Linsanity’s Economic Power

Knicks point guard Jeremy Lin’s star keeps glowing outside basketball court

March 20, 2012

The Linsanity  –  the excitement over the unheralded Lin – started in February 2012 when Lin unexpectedly led a winning streak by New York Knicks while being promoted to the starting lineup. The Linsanity influence resonates beyond basketball court. It penetrates stock market, sales, and marketing. 

Linsanity: New York Knick's Jeremy Lin
Jeremy Lin is a Harvard-educated, undrafted point guard for the New York Knicks who seemingly emerged from nowhere to become an international phenomenon. He became a fan favorite in early 2012 after scoring at least 20 points in five straight games, all of them Knicks victories. He is also the first N.B.A. player to have at least 20 points and 7 assists in each of his first four starts.

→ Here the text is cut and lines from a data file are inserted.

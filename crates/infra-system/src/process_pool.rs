// Process pool - one child process per job, bounded by `num_workers`
// reason: tokio::process for async child management, nix for signalling on unix
use async_trait::async_trait;
use parking_lot::Mutex;
use std::collections::HashMap;
use std::process::Stdio;
use std::sync::atomic::{AtomicU64, Ordering};
use std::sync::Arc;
use std::time::{Duration, Instant};
use tokio::io::AsyncWriteExt;
use tokio::process::Command;
use tokio::sync::Semaphore;
use tokio::time::timeout;
use tokio_util::sync::CancellationToken;
use tracing::{debug, info, warn};

use relay_core::config::PoolConfig;
use relay_core::port::{ExecutionError, Executor, ExecutorFactory, Payload};

/// Environment variable carrying the serialized job context
pub const CONTEXT_ENV: &str = "RELAY_JOB_CONTEXT";

/// Inherited by every worker regardless of the allowlist (program lookup)
const ALWAYS_INHERITED: &[&str] = &["PATH"];

/// Interval at which destroy re-checks live children
const REAP_INTERVAL_MS: u64 = 100;

/// Builds a fresh [`ProcessPool`] on serve and on every reset
#[derive(Debug, Default, Clone, Copy)]
pub struct ProcessPoolFactory;

#[async_trait]
impl ExecutorFactory for ProcessPoolFactory {
    async fn new_pool(
        &self,
        config: &PoolConfig,
        env: &HashMap<String, String>,
    ) -> Result<Arc<dyn Executor>, ExecutionError> {
        Ok(Arc::new(ProcessPool::new(config, env)?))
    }
}

/// Subprocess worker pool
/// Children only see allowlisted environment variables plus the pool env
pub struct ProcessPool {
    program: String,
    args: Vec<String>,
    env: HashMap<String, String>,
    slots: Semaphore,
    exec_timeout: Duration,
    destroy_timeout: Duration,
    /// Running children: spawn sequence -> pid
    live: Mutex<HashMap<u64, u32>>,
    next_child: AtomicU64,
    destroyed: CancellationToken,
}

impl ProcessPool {
    pub fn new(config: &PoolConfig, env: &HashMap<String, String>) -> Result<Self, ExecutionError> {
        let mut words = config.command.split_whitespace().map(str::to_string);
        let program = words
            .next()
            .ok_or_else(|| ExecutionError::SpawnFailed("worker command is empty".to_string()))?;

        let mut worker_env = Self::filter_env(std::env::vars(), &config.env_allowlist);
        worker_env.extend(env.iter().map(|(k, v)| (k.clone(), v.clone())));

        info!(
            command = %config.command,
            workers = config.num_workers,
            "worker pool created"
        );

        Ok(Self {
            program,
            args: words.collect(),
            env: worker_env,
            slots: Semaphore::new(config.num_workers.max(1)),
            exec_timeout: Duration::from_millis(config.exec_timeout_ms),
            destroy_timeout: Duration::from_millis(config.destroy_timeout_ms),
            live: Mutex::new(HashMap::new()),
            next_child: AtomicU64::new(0),
            destroyed: CancellationToken::new(),
        })
    }

    /// Keep allowlisted variables only
    fn filter_env(
        vars: impl IntoIterator<Item = (String, String)>,
        allowlist: &[String],
    ) -> HashMap<String, String> {
        vars.into_iter()
            .filter(|(k, _)| {
                ALWAYS_INHERITED.contains(&k.as_str()) || allowlist.iter().any(|a| a == k)
            })
            .collect()
    }

    /// Number of children currently running
    pub fn live(&self) -> usize {
        self.live.lock().len()
    }

    /// Spawn one child, feed it the body and collect its output
    async fn run_child(&self, payload: Payload) -> Result<std::process::Output, ExecutionError> {
        let mut child = Command::new(&self.program)
            .args(&self.args)
            .env_clear()
            .envs(&self.env)
            .env(CONTEXT_ENV, String::from_utf8_lossy(&payload.context).into_owned())
            .stdin(Stdio::piped())
            .stdout(Stdio::piped())
            .stderr(Stdio::piped())
            .kill_on_drop(true)
            .spawn()
            .map_err(|e| ExecutionError::SpawnFailed(e.to_string()))?;

        let seq = self.next_child.fetch_add(1, Ordering::Relaxed);
        if let Some(pid) = child.id() {
            self.live.lock().insert(seq, pid);
        }

        // write concurrently with reading, a chatty child would otherwise block on a full pipe
        if let Some(mut stdin) = child.stdin.take() {
            let body = payload.body;
            tokio::spawn(async move {
                if let Err(e) = stdin.write_all(&body).await {
                    debug!(error = %e, "worker closed stdin early");
                }
            });
        }

        let result = timeout(self.exec_timeout, child.wait_with_output()).await;
        self.live.lock().remove(&seq);

        match result {
            Ok(Ok(output)) => Ok(output),
            Ok(Err(e)) => Err(ExecutionError::IoError(e.to_string())),
            // dropping the future killed the child (kill_on_drop)
            Err(_) => Err(ExecutionError::Timeout(self.exec_timeout.as_millis() as u64)),
        }
    }

    /// SIGTERM every live child, SIGKILL whatever is left after the destroy timeout
    async fn terminate_children(&self) {
        let pids: Vec<u32> = self.live.lock().values().copied().collect();
        if pids.is_empty() {
            return;
        }

        #[cfg(unix)]
        {
            use nix::sys::signal::{kill, Signal};
            use nix::unistd::Pid;

            info!(children = pids.len(), "Sending SIGTERM to live workers");
            for pid in &pids {
                if let Err(e) = kill(Pid::from_raw(*pid as i32), Signal::SIGTERM) {
                    debug!(pid = %pid, error = %e, "SIGTERM failed");
                }
            }

            let started = Instant::now();
            while self.live() > 0 {
                if started.elapsed() >= self.destroy_timeout {
                    let remaining: Vec<u32> = self.live.lock().values().copied().collect();
                    warn!(children = remaining.len(), "Workers did not exit after SIGTERM, sending SIGKILL");
                    for pid in remaining {
                        if let Err(e) = kill(Pid::from_raw(pid as i32), Signal::SIGKILL) {
                            debug!(pid = %pid, error = %e, "SIGKILL failed");
                        }
                    }
                    return;
                }
                tokio::time::sleep(Duration::from_millis(REAP_INTERVAL_MS)).await;
            }
            info!("Workers exited gracefully after SIGTERM");
        }

        #[cfg(not(unix))]
        {
            warn!(
                children = pids.len(),
                "graceful termination unsupported on this platform, children are killed when their jobs are dropped"
            );
        }
    }
}

#[async_trait]
impl Executor for ProcessPool {
    async fn exec(&self, payload: Payload) -> Result<Payload, ExecutionError> {
        let _slot = tokio::select! {
            _ = self.destroyed.cancelled() => return Err(ExecutionError::Destroyed),
            slot = self.slots.acquire() => slot.map_err(|_| ExecutionError::Destroyed)?,
        };

        let started = Instant::now();
        let output = self.run_child(payload).await?;

        debug!(
            duration_ms = started.elapsed().as_millis() as u64,
            exit_code = ?output.status.code(),
            "worker finished"
        );

        if !output.status.success() {
            return Err(ExecutionError::Failed {
                code: output.status.code(),
                stderr: String::from_utf8_lossy(&output.stderr).trim().to_string(),
            });
        }

        Ok(Payload {
            context: Vec::new(),
            body: output.stdout,
        })
    }

    async fn destroy(&self) {
        if self.destroyed.is_cancelled() {
            return;
        }
        self.destroyed.cancel();
        self.slots.close();

        self.terminate_children().await;
        info!("worker pool destroyed");
    }
}

#[cfg(all(test, unix))]
mod tests {
    use super::*;

    fn config(command: &str) -> PoolConfig {
        PoolConfig {
            command: command.to_string(),
            num_workers: 2,
            exec_timeout_ms: 5_000,
            destroy_timeout_ms: 500,
            env_allowlist: vec![],
        }
    }

    fn payload(context: &str, body: &str) -> Payload {
        Payload {
            context: context.as_bytes().to_vec(),
            body: body.as_bytes().to_vec(),
        }
    }

    #[tokio::test]
    async fn test_body_round_trips_through_stdin() {
        let pool = ProcessPool::new(&config("cat"), &HashMap::new()).unwrap();

        let out = pool.exec(payload("{}", "hello")).await.unwrap();
        assert_eq!(out.body, b"hello");
        assert_eq!(pool.live(), 0);
    }

    #[tokio::test]
    async fn test_context_passed_in_env() {
        let pool = ProcessPool::new(&config("printenv RELAY_JOB_CONTEXT"), &HashMap::new()).unwrap();

        let out = pool.exec(payload(r#"{"id":"1"}"#, "")).await.unwrap();
        assert_eq!(String::from_utf8_lossy(&out.body).trim(), r#"{"id":"1"}"#);
    }

    #[tokio::test]
    async fn test_pool_env_reaches_worker() {
        let mut env = HashMap::new();
        env.insert("RELAY_JOBS".to_string(), "true".to_string());
        let pool = ProcessPool::new(&config("printenv RELAY_JOBS"), &env).unwrap();

        let out = pool.exec(payload("{}", "")).await.unwrap();
        assert_eq!(String::from_utf8_lossy(&out.body).trim(), "true");
    }

    #[tokio::test]
    async fn test_non_zero_exit_fails() {
        let pool = ProcessPool::new(&config("false"), &HashMap::new()).unwrap();

        let err = pool.exec(payload("{}", "")).await.unwrap_err();
        assert!(matches!(err, ExecutionError::Failed { code: Some(1), .. }));
    }

    #[tokio::test]
    async fn test_timeout_kills_worker() {
        let mut cfg = config("sleep 10");
        cfg.exec_timeout_ms = 100;
        let pool = ProcessPool::new(&cfg, &HashMap::new()).unwrap();

        let err = pool.exec(payload("{}", "")).await.unwrap_err();
        assert!(matches!(err, ExecutionError::Timeout(100)));
        assert_eq!(pool.live(), 0);
    }

    #[tokio::test]
    async fn test_missing_program() {
        let pool = ProcessPool::new(&config("relay-no-such-worker"), &HashMap::new()).unwrap();

        let err = pool.exec(payload("{}", "")).await.unwrap_err();
        assert!(matches!(err, ExecutionError::SpawnFailed(_)));
    }

    #[test]
    fn test_empty_command_rejected() {
        let err = ProcessPool::new(&config("  "), &HashMap::new()).err().unwrap();
        assert!(matches!(err, ExecutionError::SpawnFailed(_)));
    }

    #[tokio::test]
    async fn test_destroy_refuses_new_work() {
        let pool = ProcessPool::new(&config("cat"), &HashMap::new()).unwrap();
        pool.destroy().await;

        let err = pool.exec(payload("{}", "late")).await.unwrap_err();
        assert!(matches!(err, ExecutionError::Destroyed));
    }

    #[tokio::test]
    async fn test_destroy_terminates_live_workers() {
        let pool = Arc::new(ProcessPool::new(&config("sleep 10"), &HashMap::new()).unwrap());

        let running = {
            let pool = Arc::clone(&pool);
            tokio::spawn(async move { pool.exec(payload("{}", "")).await })
        };
        while pool.live() == 0 {
            tokio::time::sleep(Duration::from_millis(10)).await;
        }

        pool.destroy().await;
        let result = running.await.unwrap();
        assert!(matches!(result, Err(ExecutionError::Failed { code: None, .. })));
    }

    #[test]
    fn test_env_filtering() {
        let vars = vec![
            ("PATH".to_string(), "/bin".to_string()),
            ("ALLOWED_VAR".to_string(), "value1".to_string()),
            ("BLOCKED_VAR".to_string(), "value2".to_string()),
        ];

        let filtered = ProcessPool::filter_env(vars, &["ALLOWED_VAR".to_string()]);

        assert_eq!(filtered.len(), 2);
        assert!(filtered.contains_key("PATH"));
        assert!(filtered.contains_key("ALLOWED_VAR"));
        assert!(!filtered.contains_key("BLOCKED_VAR"));
    }

    #[tokio::test]
    async fn test_factory_builds_pool() {
        let executor = ProcessPoolFactory
            .new_pool(&config("cat"), &HashMap::new())
            .await
            .unwrap();

        let out = executor.exec(payload("{}", "x")).await.unwrap();
        assert_eq!(out.body, b"x");
    }
}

New York Knicks had a 7–0 record after Lin started receiving major playing time, 6–0 with him starting.

Since Linsanity breakout game through Friday, Madison Square Garden Co., parent of the Knicks, had seen its shares advance 13% since early February, compared with a 4.4% increase of the S&P over the same period.

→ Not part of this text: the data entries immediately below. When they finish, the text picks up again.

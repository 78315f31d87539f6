// Relay Infrastructure - In-Memory Broker
// Implements: Driver, DriverConstructor, QueuedJob

pub mod driver;
pub mod item;

pub use driver::{CounterSnapshot, EphemeralConstructor, EphemeralDriver, DRIVER_NAME};
pub use item::EphemeralItem;
// Ephemeral queue item - a job plus its delivery attempt

use async_trait::async_trait;
use std::sync::atomic::Ordering;
use std::sync::{Arc, Weak};

use relay_core::domain::{EventKind, Job, JobEvent, Priority};
use relay_core::port::{DriverError, QueuedJob};

use crate::driver::{Counters, Shared, DRIVER_NAME};

pub struct EphemeralItem {
    job: Job,
    /// Zero-based delivery attempt
    attempt: u32,
    retries: u32,
    counters: Arc<Counters>,
    /// The item must not keep a stopped driver (and its queue) alive
    driver: Weak<Shared>,
}

impl EphemeralItem {
    pub(crate) fn new(job: Job, retries: u32, driver: &Arc<Shared>) -> Self {
        Self {
            job,
            attempt: 0,
            retries,
            counters: Arc::clone(&driver.counters),
            driver: Arc::downgrade(driver),
        }
    }

    fn redelivery(&self) -> Self {
        Self {
            job: self.job.clone(),
            attempt: self.attempt + 1,
            retries: self.retries,
            counters: Arc::clone(&self.counters),
            driver: Weak::clone(&self.driver),
        }
    }
}

#[async_trait]
impl QueuedJob for EphemeralItem {
    fn id(&self) -> &str {
        &self.job.id
    }

    fn pipeline(&self) -> &str {
        self.job.pipeline()
    }

    fn priority(&self) -> Priority {
        self.job.priority()
    }

    fn body(&self) -> &[u8] {
        &self.job.body
    }

    fn context(&self) -> Result<Vec<u8>, DriverError> {
        Ok(self.job.context(DRIVER_NAME)?)
    }

    async fn ack(&self) -> Result<(), DriverError> {
        self.counters.acked.fetch_add(1, Ordering::Relaxed);
        Ok(())
    }

    async fn nack(&self) -> Result<(), DriverError> {
        self.counters.nacked.fetch_add(1, Ordering::Relaxed);

        let Some(driver) = self.driver.upgrade() else {
            return Ok(());
        };
        if driver.is_stopped() {
            return Ok(());
        }

        if self.attempt < self.retries {
            // never block here: the caller is a poller, the queue's only consumer
            driver
                .queue()
                .try_insert(Box::new(self.redelivery()))
                .map_err(|(e, _)| DriverError::Queue(e))?;
            self.counters.requeued.fetch_add(1, Ordering::Relaxed);
            return Ok(());
        }

        driver.emit(
            JobEvent::new(EventKind::PipeError)
                .pipeline(self.job.pipeline())
                .job_id(self.job.id.clone())
                .error(format!(
                    "job dropped after {} delivery attempts",
                    self.attempt + 1
                )),
        );
        Ok(())
    }
}
//! RPC Method Handlers
//!
//! Validates requests and forwards them to the jobs service.

use crate::error::{to_rpc_error, validation};
use crate::types::{
    DeclareRequest, DeclareResponse, DestroyRequest, DestroyResponse, PipelinesRequest,
    PipelinesResponse, PushBatchRequest, PushBatchResponse, PushRequest, PushResponse,
    ResetResponse,
};
use jsonrpsee::types::ErrorObjectOwned;
use relay_core::domain::Job;
use relay_core::port::IdProvider;
use relay_core::JobsService;
use std::sync::Arc;
use tracing::debug;

/// RPC Handler with injected dependencies
pub struct RpcHandler {
    jobs: Arc<JobsService>,
    id_provider: Arc<dyn IdProvider>,
}

impl RpcHandler {
    pub fn new(jobs: Arc<JobsService>, id_provider: Arc<dyn IdProvider>) -> Self {
        Self { jobs, id_provider }
    }

    fn to_job(&self, req: PushRequest) -> Result<Job, ErrorObjectOwned> {
        if req.job.trim().is_empty() {
            return Err(validation("job name must not be empty"));
        }
        if req.options.pipeline.trim().is_empty() {
            return Err(validation("options.pipeline must not be empty"));
        }

        let id = match &req.id {
            Some(id) if !id.is_empty() => id.clone(),
            _ => self.id_provider.generate_id(),
        };
        Ok(req.into_job(id))
    }

    /// jobs.push.v1
    pub async fn push(&self, params: PushRequest) -> Result<PushResponse, ErrorObjectOwned> {
        let job = self.to_job(params)?;
        let response = PushResponse {
            id: job.id.clone(),
            pipeline: job.pipeline().to_string(),
        };

        self.jobs.push(job).await.map_err(to_rpc_error)?;
        debug!(id = %response.id, pipeline = %response.pipeline, "job pushed");
        Ok(response)
    }

    /// jobs.push_batch.v1
    pub async fn push_batch(
        &self,
        params: PushBatchRequest,
    ) -> Result<PushBatchResponse, ErrorObjectOwned> {
        let jobs = params
            .jobs
            .into_iter()
            .map(|req| self.to_job(req))
            .collect::<Result<Vec<_>, _>>()?;
        let ids = jobs.iter().map(|j| j.id.clone()).collect();

        self.jobs.push_batch(jobs).await.map_err(to_rpc_error)?;
        Ok(PushBatchResponse { ids })
    }

    /// jobs.declare.v1
    pub async fn declare(&self, params: DeclareRequest) -> Result<DeclareResponse, ErrorObjectOwned> {
        let name = params.pipeline.name().to_string();
        if name.trim().is_empty() {
            return Err(validation("pipeline.name must not be empty"));
        }

        self.jobs
            .declare(params.pipeline)
            .await
            .map_err(to_rpc_error)?;
        Ok(DeclareResponse { pipeline: name })
    }

    /// jobs.destroy.v1
    pub async fn destroy(&self, params: DestroyRequest) -> Result<DestroyResponse, ErrorObjectOwned> {
        self.jobs
            .destroy(&params.pipeline)
            .await
            .map_err(to_rpc_error)?;
        Ok(DestroyResponse {
            pipeline: params.pipeline,
            destroyed: true,
        })
    }

    /// jobs.pause.v1
    pub async fn pause(&self, params: PipelinesRequest) -> Result<PipelinesResponse, ErrorObjectOwned> {
        self.jobs.pause(&params.pipelines).await;
        Ok(PipelinesResponse {
            pipelines: params.pipelines,
        })
    }

    /// jobs.resume.v1
    pub async fn resume(&self, params: PipelinesRequest) -> Result<PipelinesResponse, ErrorObjectOwned> {
        self.jobs.resume(&params.pipelines).await;
        Ok(PipelinesResponse {
            pipelines: params.pipelines,
        })
    }

    /// jobs.list.v1
    pub async fn list(&self) -> Result<PipelinesResponse, ErrorObjectOwned> {
        let mut pipelines = self.jobs.list();
        pipelines.sort();
        Ok(PipelinesResponse { pipelines })
    }

    /// jobs.reset.v1
    pub async fn reset(&self) -> Result<ResetResponse, ErrorObjectOwned> {
        self.jobs.reset().await.map_err(to_rpc_error)?;
        Ok(ResetResponse { reset: true })
    }
}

Since Feb. 4 breakout game, sales at online Knicks-linked stores — which carry about 50 Lin-related items — have surged forty fold, while sales at the arena are up 70%, according to management, with Lin-related gear accounting for about half of online sales and about a third of in-arena sales.

Lin’s jersey has been the league’s top seller for well over a month, catapulting sales of Knicks team gear to the top spot. The Knicks held a 39% peak market share of the $3 billion National Basketball Association (NBA) merchandise market in the week ended Feb. 25, when Lin merchandise reached stores nationwide. Though demand has slowed since then, the Knicks are still No. 1, at about 26.5% of the market.

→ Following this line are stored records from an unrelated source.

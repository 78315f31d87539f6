// Pipeline Domain Model

use serde::{Deserialize, Serialize};
use serde_json::{Map, Value};

use super::job::Priority;

/// Priority a pipeline hands to jobs pushed without one
pub const DEFAULT_PIPELINE_PRIORITY: Priority = 10;

fn default_priority() -> Priority {
    DEFAULT_PIPELINE_PRIORITY
}

/// Named logical queue bound to one driver and a default priority.
///
/// Everything besides `name`, `driver` and `priority` is kept as
/// driver-specific options, e.g. `prefetch` for a broker or `retries`
/// for the ephemeral driver.
#[derive(Debug, Clone, PartialEq, Serialize, Deserialize)]
pub struct Pipeline {
    #[serde(default)]
    name: String,
    #[serde(default)]
    driver: String,
    #[serde(default = "default_priority")]
    priority: Priority,
    #[serde(flatten)]
    options: Map<String, Value>,
}

impl Pipeline {
    pub fn new(name: impl Into<String>, driver: impl Into<String>) -> Self {
        Self {
            name: name.into(),
            driver: driver.into(),
            priority: DEFAULT_PIPELINE_PRIORITY,
            options: Map::new(),
        }
    }

    pub fn with_priority(mut self, priority: Priority) -> Self {
        self.priority = priority;
        self
    }

    /// Attach a driver-specific option
    pub fn with(mut self, key: impl Into<String>, value: impl Into<Value>) -> Self {
        self.options.insert(key.into(), value.into());
        self
    }

    pub fn name(&self) -> &str {
        &self.name
    }

    /// Driver type name (ie amqp, ephemeral, etc)
    pub fn driver(&self) -> &str {
        &self.driver
    }

    pub fn priority(&self) -> Priority {
        self.priority
    }

    pub fn options(&self) -> &Map<String, Value> {
        &self.options
    }

    pub fn has(&self, key: &str) -> bool {
        self.options.contains_key(key)
    }

    pub fn string(&self, key: &str, default: &str) -> String {
        self.options
            .get(key)
            .and_then(Value::as_str)
            .unwrap_or(default)
            .to_string()
    }

    /// Integer option; numeric strings are accepted since env-sourced config arrives as text
    pub fn int(&self, key: &str, default: i64) -> i64 {
        match self.options.get(key) {
            Some(Value::Number(n)) => n.as_i64().unwrap_or(default),
            Some(Value::String(s)) => s.parse().unwrap_or(default),
            _ => default,
        }
    }

    pub fn bool(&self, key: &str, default: bool) -> bool {
        match self.options.get(key) {
            Some(Value::Bool(b)) => *b,
            Some(Value::String(s)) => s.parse().unwrap_or(default),
            _ => default,
        }
    }

    pub(crate) fn set_name(&mut self, name: impl Into<String>) {
        self.name = name.into();
    }
}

Riding Linsanity wave, on Monday, March 19, car company Volvo signed Lin to a global brand endorsement contract, with a focus on China, the U.S. and Chinese-language markets in Asia.

On Wednesday, March 14, the Knicks signed a marketing partnership deal with Taiwan-based PC maker Acer, the second Taiwanese company to partner with the Knicks in the past month. As part of the contract, Acer will place advertisements near the Knicks’ bench.

In late February, the New York Knicks and Taiwan-based tire company Maxxis International agreed on a marketing sponsorship, the Knicks’ first to capitalize the global success of point-guard Jeremy Lin. The partnership, which will run through the rest of this National Basketball Association season, allows Maxxis to advertise through courtside signs and advertisements on the scoreboard.

Nike's short-term investment in Jeremy Lin is ready to pay some long-term dividends. Like a futures bet on a Wall Street stock, the athletic giant had the foresight to sign Lin to a minor deal when he entered the NBA in 2010. Nike extended its endorsement pact with Lin in late February to stop him from being stolen by rival athletic sponsors. Nike then launched “Linsanity” T-shirts for sale at its own stores and at Foot Locker Inc. locations. Nike hopes to double its sales in China to $4 billion annually by 2015.

At the time this article is published, New York Knicks just made it four straight easy victories by beating the Toronto Raptors 106-87 on Tuesday night with Lin scored 18 points, behind Amare Stoudemire with 22 points.